LOUISVILLE, Ky. (WHAS11) – In a city built on bourbon, liquor stores are creating quite a stir.

After signs went up late last week many in Smoketown say they were caught off-guard by two new liquor stores set to open their doors along Broadway.

After a huge push on social media, Barbara Sexton-Smith and members of city staff sat down inside Metro Hall to address their concerns.

The results left some calling for reform, and others threatening legal action.

One of the city’s oldest neighborhoods, Smoketown has undergone decades of change according to local business owner Nay Trabue.

“Churches are growing,” Trabue said. “We have a lot of community centers. We have a lot of great partnerships coming about. It’s making an amazing thing in Smoketown. It’s almost the place to be now.”

But two proposed liquor stores next door to each other along Broadway have the community up in arms.

“We have been very upset about this because it’s not going to help the community,” Trabue said. “We’re looking for business and commerce to come in and revitalize, and help the community, not hurt the community.”

In the past state law prohibited liquor stores from being within 700 ft. of one another, but after legislative changes in Frankfort, both stores are able to set up shop.

“This is not good business, and it’s not good economic development,” said Metro Councilwoman Barbara Sexton-Smith. “The gentleman who own these business deserve to conduct their business in a community. It is a free world to conduct your business, but you must do that responsibly.”

“It doesn’t help to have liquor stores already in the zip codes where people are having issues and poverty issues,” Trabue said. “Why bring a liquor store that is struggling already in that area.”

In the past, the Louisville ABC Commission has denied applications due to local feedback under similar circumstances, but ultimately the state reversed those decisions.

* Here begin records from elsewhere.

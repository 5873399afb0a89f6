//! Configuration management for Mirror.
//!
//! Loads configuration from environment variables (after reading a `.env`
//! file if present). Components take the section they need through their
//! constructors; the global accessor exists for binaries that embed the
//! memory layer.

use std::env;
use std::sync::OnceLock;

use serde::{Deserialize, Serialize};

/// Hard ceiling for graph traversal depth regardless of configuration.
pub const MAX_GRAPH_DEPTH_CEILING: usize = 5;

/// Hard ceiling for any per-category result cap.
pub const MAX_CATEGORY_LIMIT_CEILING: usize = 200;

/// Global configuration instance
static CONFIG: OnceLock<Config> = OnceLock::new();

/// Get the global configuration
pub fn config() -> &'static Config {
    CONFIG.get_or_init(Config::from_env)
}

/// Initialize configuration (call once at startup)
pub fn init() -> &'static Config {
    config()
}

#[derive(Debug, Clone, Default, Serialize, Deserialize)]
pub struct Config {
    pub database: DatabaseConfig,
    pub retrieval: RetrievalConfig,
    pub lifecycle: LifecycleConfig,
    pub embedding: EmbeddingConfig,
    pub logging: LoggingConfig,
}

#[derive(Debug, Clone, Serialize, Deserialize)]
pub struct DatabaseConfig {
    pub path: String,
}

impl Default for DatabaseConfig {
    fn default() -> Self {
        Self {
            path: "./data/mirror.db".to_string(),
        }
    }
}

#[derive(Debug, Clone, Serialize, Deserialize)]
pub struct RetrievalConfig {
    /// Default traversal depth (clamped to [`MAX_GRAPH_DEPTH_CEILING`])
    pub max_graph_depth: usize,
    /// Upper bound applied to every strategy cap
    pub max_category_limit: usize,
    /// Minimum rescaled cosine similarity for semantic matches
    pub similarity_threshold: f64,
    /// Exclude records whose `expires_at` has passed
    pub exclude_expired: bool,
}

impl Default for RetrievalConfig {
    fn default() -> Self {
        Self {
            max_graph_depth: 3,
            max_category_limit: 50,
            similarity_threshold: 0.5,
            exclude_expired: true,
        }
    }
}

#[derive(Debug, Clone, Serialize, Deserialize)]
pub struct LifecycleConfig {
    /// Candidates below this confidence are not stored
    pub min_fact_confidence: f64,
    /// Window inside which reconfirming a relationship strengthens it
    pub relationship_lookback_days: i64,
    /// Compare-and-swap retries for a contended fact slot
    pub max_write_attempts: u32,
    /// Importance score below which stale records are archived
    pub importance_floor: f64,
}

impl Default for LifecycleConfig {
    fn default() -> Self {
        Self {
            min_fact_confidence: 0.5,
            relationship_lookback_days: 90,
            max_write_attempts: 3,
            importance_floor: 0.1,
        }
    }
}

#[derive(Debug, Clone, Serialize, Deserialize)]
pub struct EmbeddingConfig {
    pub dimension: usize,
}

impl Default for EmbeddingConfig {
    fn default() -> Self {
        // Hash placeholder dimension
        Self { dimension: 384 }
    }
}

#[derive(Debug, Clone, Serialize, Deserialize)]
pub struct LoggingConfig {
    pub filter: String,
    pub json: bool,
}

impl Default for LoggingConfig {
    fn default() -> Self {
        Self {
            filter: "mirror=info".to_string(),
            json: false,
        }
    }
}

impl Config {
    pub fn from_env() -> Self {
        dotenvy::dotenv().ok();
        Self::from_lookup(|key| env::var(key).ok())
    }

    /// Build configuration from an arbitrary key lookup.
    ///
    /// Unparseable values fall back to defaults; limits are clamped to
    /// their hard ceilings.
    pub fn from_lookup<F>(lookup: F) -> Self
    where
        F: Fn(&str) -> Option<String>,
    {
        let defaults = Config::default();
        let get = |key: &str, default: String| lookup(key).unwrap_or(default);

        Self {
            database: DatabaseConfig {
                path: get("MIRROR_DATABASE_PATH", defaults.database.path),
            },
            retrieval: RetrievalConfig {
                max_graph_depth: parse_or(
                    lookup("MIRROR_MAX_GRAPH_DEPTH"),
                    defaults.retrieval.max_graph_depth,
                )
                .min(MAX_GRAPH_DEPTH_CEILING),
                max_category_limit: parse_or(
                    lookup("MIRROR_MAX_CATEGORY_LIMIT"),
                    defaults.retrieval.max_category_limit,
                )
                .clamp(1, MAX_CATEGORY_LIMIT_CEILING),
                similarity_threshold: parse_or(
                    lookup("MIRROR_SIMILARITY_THRESHOLD"),
                    defaults.retrieval.similarity_threshold,
                )
                .clamp(0.0, 1.0),
                exclude_expired: parse_or(
                    lookup("MIRROR_EXCLUDE_EXPIRED"),
                    defaults.retrieval.exclude_expired,
                ),
            },
            lifecycle: LifecycleConfig {
                min_fact_confidence: parse_or(
                    lookup("MIRROR_MIN_FACT_CONFIDENCE"),
                    defaults.lifecycle.min_fact_confidence,
                )
                .clamp(0.0, 1.0),
                relationship_lookback_days: parse_or(
                    lookup("MIRROR_RELATIONSHIP_LOOKBACK_DAYS"),
                    defaults.lifecycle.relationship_lookback_days,
                )
                .max(1),
                max_write_attempts: parse_or(
                    lookup("MIRROR_MAX_WRITE_ATTEMPTS"),
                    defaults.lifecycle.max_write_attempts,
                )
                .max(1),
                importance_floor: parse_or(
                    lookup("MIRROR_IMPORTANCE_FLOOR"),
                    defaults.lifecycle.importance_floor,
                )
                .clamp(0.0, 1.0),
            },
            embedding: EmbeddingConfig {
                dimension: parse_or(lookup("MIRROR_EMBEDDING_DIMENSION"), defaults.embedding.dimension)
                    .max(1),
            },
            logging: LoggingConfig {
                filter: get("MIRROR_LOG_FILTER", defaults.logging.filter),
                json: parse_or(lookup("MIRROR_LOG_JSON"), defaults.logging.json),
            },
        }
    }
}

fn parse_or<T: std::str::FromStr>(value: Option<String>, default: T) -> T {
    value.and_then(|v| v.trim().parse().ok()).unwrap_or(default)
}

“We have a severely flawed legislative process in place for the application approval or denial of liquor license in the Commonwealth of Kentucky,” said Sexton-Smith.

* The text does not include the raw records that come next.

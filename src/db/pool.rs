//! SQLite connection pool configuration.

use crate::Result;
use sqlx::sqlite::{SqliteConnectOptions, SqliteJournalMode, SqlitePoolOptions, SqliteSynchronous};
use std::str::FromStr;
use std::time::Duration;

/// Pool configuration options.
#[derive(Debug, Clone)]
pub struct PoolConfig {
    /// Maximum number of connections in the pool.
    pub max_connections: u32,
    /// Minimum number of connections to maintain.
    pub min_connections: u32,
    /// Timeout for acquiring a connection.
    pub acquire_timeout: Duration,
    /// Maximum idle time before a connection is closed.
    pub idle_timeout: Option<Duration>,
    /// SQLite busy timeout.
    pub busy_timeout: Duration,
    /// Cache size in KB.
    pub cache_size_kb: i64,
}

impl Default for PoolConfig {
    fn default() -> Self {
        Self {
            max_connections: 8,
            min_connections: 1,
            acquire_timeout: Duration::from_secs(30),
            idle_timeout: Some(Duration::from_secs(600)),
            busy_timeout: Duration::from_secs(30),
            cache_size_kb: 32000,
        }
    }
}

impl PoolConfig {
    /// Single connection, short timeouts. Required for `:memory:`.
    pub fn test() -> Self {
        Self {
            max_connections: 1,
            min_connections: 1,
            acquire_timeout: Duration::from_secs(5),
            idle_timeout: None,
            busy_timeout: Duration::from_secs(5),
            cache_size_kb: 8000,
        }
    }

    pub fn build_connect_options(&self, path: &str) -> Result<SqliteConnectOptions> {
        let options = SqliteConnectOptions::from_str(path)?
            .create_if_missing(true)
            .journal_mode(SqliteJournalMode::Wal)
            .synchronous(SqliteSynchronous::Normal)
            .busy_timeout(self.busy_timeout)
            .foreign_keys(true)
            .pragma("cache_size", format!("-{}", self.cache_size_kb))
            .pragma("temp_store", "memory");

        Ok(options)
    }

    pub fn build_pool_options(&self) -> SqlitePoolOptions {
        let mut opts = SqlitePoolOptions::new()
            .max_connections(self.max_connections)
            .min_connections(self.min_connections)
            .acquire_timeout(self.acquire_timeout);

        if let Some(idle) = self.idle_timeout {
            opts = opts.idle_timeout(idle);
        }

        opts
    }
}

/// Create a pool with custom configuration.
pub async fn create_pool_with_config(path: &str, config: PoolConfig) -> Result<super::DbPool> {
    if let Some(parent) = std::path::Path::new(path).parent() {
        if !parent.as_os_str().is_empty() {
            tokio::fs::create_dir_all(parent).await?;
        }
    }

    let options = config.build_connect_options(path)?;
    let pool = config.build_pool_options().connect_with(options).await?;

    Ok(pool)
}

/// Health check for the database connection.
pub async fn health_check(pool: &super::DbPool) -> Result<()> {
    sqlx::query("SELECT 1").execute(pool).await?;
    Ok(())
}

However, Smoketown still has one more legal option.

“The next steps for us will be to move to voting the precincts dry,” John Carter Jr. said. “Once the state has done what they’ve done so far it’s a done deal. We need to move on to the next step. In our community, we need a win. We don’t need to play the game, we need to win the game.”

WHAS11 tried to reach out to the owners of the proposed liquor stores, but they weren't available for comment.

At this time neither location has been approved for a liquor license, but it is worth noting that the owners have followed the steps by law.